Ed and Carol Gulley are committed to sharing Ed’s illness – he has terminal brain cancer – with the wider world in the hopes people can learn from if it happens to them and their loved ones. To that end, Carol and Ed have been blogginq quite openly and honestly about Ed’s cancer, and sharing the daily ups and downs of such a traumatic change.
I am trying to do the same, with them and for them, at Ed’s request. I also keep my distance when there are turning points, that is not the place for outsiders, in my view.
Ed and I are doing a series of videos together and Carol is writing powerfully and eloquently their blog, the Bejosh Farm Journal.
I believe the decisions surrounding a disease like Ed’s are sacred to him and to the people who are caring for him. I have no place in those decisions, other than to help out when I can and be available to talk to Ed in privacy and honesty. Today, Carol writes about a turning point, in this process – new and difficult decisions that must be made in light of new and difficult occurrences.
As Carol writes, Ed fell during the night on Thursday and again yesterday afternoon after he and Carol returned from a trip for some ice cream. Ed has been insisting – and he has no opinions that are not strong – that he can handle himself with a walker or a cane. He is trying to preserve both his dignity and independence at a time when both are gravely threatened.

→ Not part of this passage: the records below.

impl SpectralEmbedder {
    pub fn new(options: SpectralOptions, random_seed: u64) -> Self {
        Self {
            options,
            rng: XorShift64Star::new(random_seed),
        }
    }

    pub fn options(&self) -> &SpectralOptions {
        &self.options
    }

    pub fn set_options(&mut self, options: SpectralOptions) {
        self.options = options;
    }

    /// Replaces every leaf position with a pivot MDS embedding.
    ///
    /// Mean edge length is scaled to the mean ideal spring length of `physics`. Fixed leaves keep
    /// their coordinates and the embedding is translated to agree with them on average; without
    /// fixed leaves the previous centroid is kept. Synthetic edges never survive the call.
    pub fn embed(&mut self, graph: &mut GraphModel, physics: &PhysicsOptions) -> EmbedReport {
        let started = Instant::now();
        let leaves = graph.leaf_slots();
        let mut report = EmbedReport {
            leaves: leaves.len(),
            ..EmbedReport::default()
        };
        if leaves.len() < 2 {
            graph.remove_synthetic_edges();
            graph.update_all_bounds();
            return report;
        }

        let (components, synthetic) = unify(graph);
        report.components = components;
        report.synthetic_edges = synthetic;

        let reduced = Reduced::from_graph(graph, &leaves);
        let n = reduced.slots.len();
        let k = pivot_count(n, &self.options);
        let (pivots, distances) = pivot_distances(&reduced.adjacency, k);
        report.pivots = pivots.len();

        let (mut coords, pca) = self.principal_coordinates(&distances);
        report.iterations = pca.iterations;
        report.eigenvalues = pca.eigenvalues;

        if coords.iter().any(|p| !(p.x.is_finite() && p.y.is_finite())) {
            warn!("spectral embedding produced non-finite coordinates; keeping previous layout");
            graph.remove_synthetic_edges();
            graph.update_all_bounds();
            return report;
        }

        let target = reduced.mean_ideal_length(graph, physics);
        let current = reduced.mean_edge_length(&coords);
        let scale = if current > EPSILON { target / current } else { target };
        let jitter = self.options.jitter * target;
        for p in &mut coords {
            p.x = p.x * scale + self.rng.next_f64_signed() * jitter;
            p.y = p.y * scale + self.rng.next_f64_signed() * jitter;
        }

        place(graph, &reduced.slots, &coords);
        report.overlap_passes = remove_overlaps(graph, &reduced.slots);

        graph.remove_synthetic_edges();
        graph.update_all_bounds();

        debug!(
            leaves = n,
            pivots = report.pivots,
            components,
            synthetic,
            elapsed_ms = started.elapsed().as_secs_f64() * 1000.0,
            "spectral embedding finished"
        );
        report
    }

    fn principal_coordinates(&mut self, distances: &DMatrix<f64>) -> (Vec<Point>, PcaStats) {
        let (k, n) = distances.shape();
        let mut centered = distances.clone();
        for i in 0..k {
            let mean = (0..n).map(|j| centered[(i, j)]).sum::<f64>() / n as f64;
            for j in 0..n {
                centered[(i, j)] -= mean;
            }
        }
        let cov = (&centered * centered.transpose()) / n as f64;

        let start = DVector::<f64>::from_fn(k, |_, _| self.rng.next_f64_signed());
        let (v1, lambda1, it1) = dominant_eigenpair(&cov, start, None, &self.options);

        let deflated = &cov - (&v1 * v1.transpose()) * lambda1;
        let start = DVector::<f64>::from_fn(k, |_, _| self.rng.next_f64_signed());
        let (v2, lambda2, it2) = dominant_eigenpair(&deflated, start, Some(&v1), &self.options);

        let xs = centered.transpose() * &v1;
        let ys = centered.transpose() * &v2;
        let coords = (0..n).map(|j| Point::new(xs[j], ys[j])).collect();
        (
            coords,
            PcaStats {
                iterations: (it1, it2),
                eigenvalues: (lambda1, lambda2),
            },
        )
    }
}

struct PcaStats {
    iterations: (usize, usize),
    eigenvalues: (f64, f64),
}

/// Leaf-only view of the graph: compound endpoints remapped to representatives, self edges
/// dropped, parallel edges merged.
struct Reduced {
    slots: Vec<usize>,
    edges: Vec<(usize, usize)>,
    adjacency: Vec<Vec<usize>>,
}

impl Reduced {
    fn from_graph(graph: &GraphModel, leaves: &[usize]) -> Self {
        let mut local = vec![usize::MAX; graph.len()];
        for (k, &slot) in leaves.iter().enumerate() {
            local[slot] = k;
        }
        let mut edges: Vec<(usize, usize)> = graph
            .edges()
            .iter()
            .filter_map(|e| {
                let a = local[graph.representative_slot(graph.index_of(&e.source)?)];
                let b = local[graph.representative_slot(graph.index_of(&e.target)?)];
                (a != b && a != usize::MAX && b != usize::MAX).then(|| (a.min(b), a.max(b)))
            })
            .collect();
        edges.sort_unstable();
        edges.dedup();

        let mut adjacency = vec![Vec::new(); leaves.len()];
        for &(a, b) in &edges {
            adjacency[a].push(b);
            adjacency[b].push(a);
        }
        Self {
            slots: leaves.to_vec(),
            edges,
            adjacency,
        }
    }

    fn mean_edge_length(&self, coords: &[Point]) -> f64 {
        if self.edges.is_empty() {
            return 0.0;
        }
        let total: f64 = self
            .edges
            .iter()
            .map(|&(a, b)| coords[a].distance(coords[b]))
            .sum();
        total / self.edges.len() as f64
    }

    fn mean_ideal_length(&self, graph: &GraphModel, physics: &PhysicsOptions) -> f64 {
        let nodes = graph.nodes();
        if self.edges.is_empty() {
            let r = graph.settings().default_node_size / 2.0;
            return physics.ideal_length(r, r);
        }
        let total: f64 = self
            .edges
            .iter()
            .map(|&(a, b)| {
                physics.ideal_length(
                    nodes[self.slots[a]].radius(),
                    nodes[self.slots[b]].radius(),
                )
            })
            .sum();
        total / self.edges.len() as f64
    }
}

/// Joins every component to the largest one with a synthetic edge between the components'
/// highest-degree nodes. Returns `(components, synthetic edges added)`.
fn unify(graph: &mut GraphModel) -> (usize, usize) {
    let components = connected_components(graph);
    if components.len() <= 1 {
        return (components.len(), 0);
    }

    // Ties go to the lowest slot; components are discovered in slot order.
    let hub = |comp: &[usize]| {
        comp.iter()
            .copied()
            .max_by(|&a, &b| graph.degree(a).cmp(&graph.degree(b)).then(b.cmp(&a)))
            .unwrap_or(comp[0])
    };
    let hubs: Vec<usize> = components.iter().map(|c| hub(c.as_slice())).collect();
    let largest = components
        .iter()
        .enumerate()
        .max_by(|(i, a), (j, b)| a.len().cmp(&b.len()).then(j.cmp(i)))
        .map_or(0, |(i, _)| i);

    let mut added = 0;
    for (ci, &h) in hubs.iter().enumerate() {
        if ci != largest {
            graph.add_synthetic_edge(h, hubs[largest]);
            added += 1;
        }
    }
    (components.len(), added)
}

fn connected_components(graph: &GraphModel) -> Vec<Vec<usize>> {
    let n = graph.len();
    let mut visited = vec![false; n];
    let mut out: Vec<Vec<usize>> = Vec::new();
    let mut q: VecDeque<usize> = VecDeque::new();

    for start in 0..n {
        if visited[start] {
            continue;
        }
        visited[start] = true;
        q.push_back(start);
        let mut comp: Vec<usize> = Vec::new();

        while let Some(v) = q.pop_front() {
            comp.push(v);
            for &u in graph.neighbors(v) {
                if !visited[u] {
                    visited[u] = true;
                    q.push_back(u);
                }
            }
        }

        comp.sort_unstable();
        out.push(comp);
    }

    out
}
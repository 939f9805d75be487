//! Interactive compound graph layout.
//!
//! `narwhal` keeps a mutable graph (nodes, edges, a compound hierarchy) and lays it out with a
//! pipeline of phases: a seeded scatter, a pivot MDS draft, a pluggable coordinate transform,
//! constraint enforcement and a Barnes-Hut force polish. [`LayoutEngine`] runs the pipeline on
//! a background worker and publishes immutable position snapshots; [`layout`] runs it once on
//! the calling thread.
#![forbid(unsafe_code)]

pub mod algo;
pub mod engine;
pub mod error;
pub mod graph;
pub mod options;
pub mod physics;
pub mod pipeline;
pub(crate) mod rng;
pub mod spatial;

pub use algo::{
    Constraint, ConstraintKind, ConstraintParams, ConstraintSpec, CoordinateTransform,
    EmbedReport, EnforceReport, SpectralEmbedder,
};
pub use engine::LayoutEngine;
pub use error::{Error, Result};
pub use graph::{
    Edge, EdgeSpec, GraphModel, Node, NodePosition, NodeSpec, Point, PositionSnapshot, Rect,
    ReconcileReport,
};
pub use options::{EngineConfig, ModelSettings, PhysicsOptions, SpectralOptions};
pub use physics::{DirectSolver, ForceSimulator, ForceSolver, TickStats};
pub use pipeline::{LayoutPipeline, Phase, PhaseReport, PipelineState, PolishMode};

/// Headless layout entry point: builds a graph, runs every phase once and returns the final
/// positions.
pub fn layout(
    nodes: &[NodeSpec],
    edges: &[EdgeSpec],
    constraints: &[Constraint],
    config: EngineConfig,
) -> PositionSnapshot {
    let mut graph = GraphModel::seeded(config.model, config.random_seed);
    graph.reconcile(nodes, edges);
    let mut pipeline = LayoutPipeline::new(config);
    pipeline.run_full(&mut graph, constraints);
    graph.snapshot(1)
}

I understand this very well. No man, especially a man like Ed, wants to surrender his dignity and pride.
Carol, his primary caretaker, does not intend to let him fall in a more serious way and injured himself, not on her watch. Carol does not challenge Ed lightly – no one does – so she asked the family for help.
“..I see these trials as having no compromise…no more scurrying around like you are a superhero on a mission…no need to prove anything to any of us,” she wrote on her blog. It is interesting that sometimes Carol confronts Ed on the blog, and speaks to him directly there.
This is one of those very classic and common moments in the lives of the terminally ill and their families, when the freedom and rights of the patient collide head on with the freedom and rights and well-being of the caregivers. It is difficult to be terminally ill, it is difficult to see it happen. It is difficult to be responsible for the health care of someone you love.
Carol ask the family to weigh in the family did – some advocating for Ed, others for Carol. One son, who was severely injured in farming accident in 1997, remembers going through the same thing as his father is now – he was in an induced coma for 40 days.
And these decisions are complex. Ed suspects he is going to die anyway, and what does a bump or a bruise along the way matter? He also knows a broken leg or arm or hip would matter, and threaten his and the family’s control of his illness. He and I have talked about this, and I’ve told him that if he ends up with a broken limb in rehab or a nursing home, it could be difficult for him to get back home, where he wants to be.
He doesn’t wish to be in that system.
There are no easy decisions for the Gulleys, only ones that need to be faced. As Carol said, there was no compromise.
The family made a decision – in conjunction with Ed. They will hired a visiting nurse on some nights between the hours of 11 p.m. and 6 a.m. “we do need help,” wrote Carol, “he is getting up and falling through the night.” She doesn’t see this as a permanent solution, just as occasional relief.
I was planning to visit Ed this afternoon, but I think I’ll wait until tomorrow. Some moments belong to the family. In my therapy work, we learned to be sensitive about the dignity of the patient. They must not be ganged up on, or have their wishes dismissed. They must have the time and space to absorb moments like this.
We also learned from social workers and ministers to be sensitive about the needs of the caregiver – they are in just as much need as the people they care for, they face enormous pressure, emotional turmoil, and great disruption and sacrifice in their lives. I have seen first hand that people need help when chronic illnesses advance.
Without help, the whole system can fall apart.
Terminal illness is always a balancing act, everybody does the best they can for as long as they can.
“I hae a feeling that there will be more of these ‘interventions,” wrote Carol, “but hopefully they will become a bit less challenging. We have a strong family…in ways I never thought about…but now we can all work together to make the journey a bit more bearable…”
Carol and Ed have passed through a seminal moment in their very wrenching journey. I believe they are helping people and educating people, and prodding them to think about things we may all have to face in one way or another.
I am grateful to play a small part in that.
In this, Ed is getting his wish for his illness and possible death to have meaning behind just him, Carol, his family and his farm. It is a gift, perhaps one of his last.
Jon, thank you for writing about Carol’s position. Reading it is like taking a journey back to when I was a caregiver to my husband for about two years. He constantly fell and sometimes took me with him. Of course it is pride and dignity, but oh, so hard on the caregivers. I, too, had to hire someone to come in for the same hours as Carol has decided to do. It is a must; it is the only way we can try to keep going and preserve our own health. I wanted to send an email to Carol but the address you gave did not work for me, for some reason. Thank you for writing about the caregiver, Jon. I appreciate it. Sandy
Thanks Sandy,you can connect by going straight to her BejoshFarmJournal..she would love to hear from you, thanks..
a very thoughtful and sensitive post, respecting the dignity of your friends. Sending blessings their way.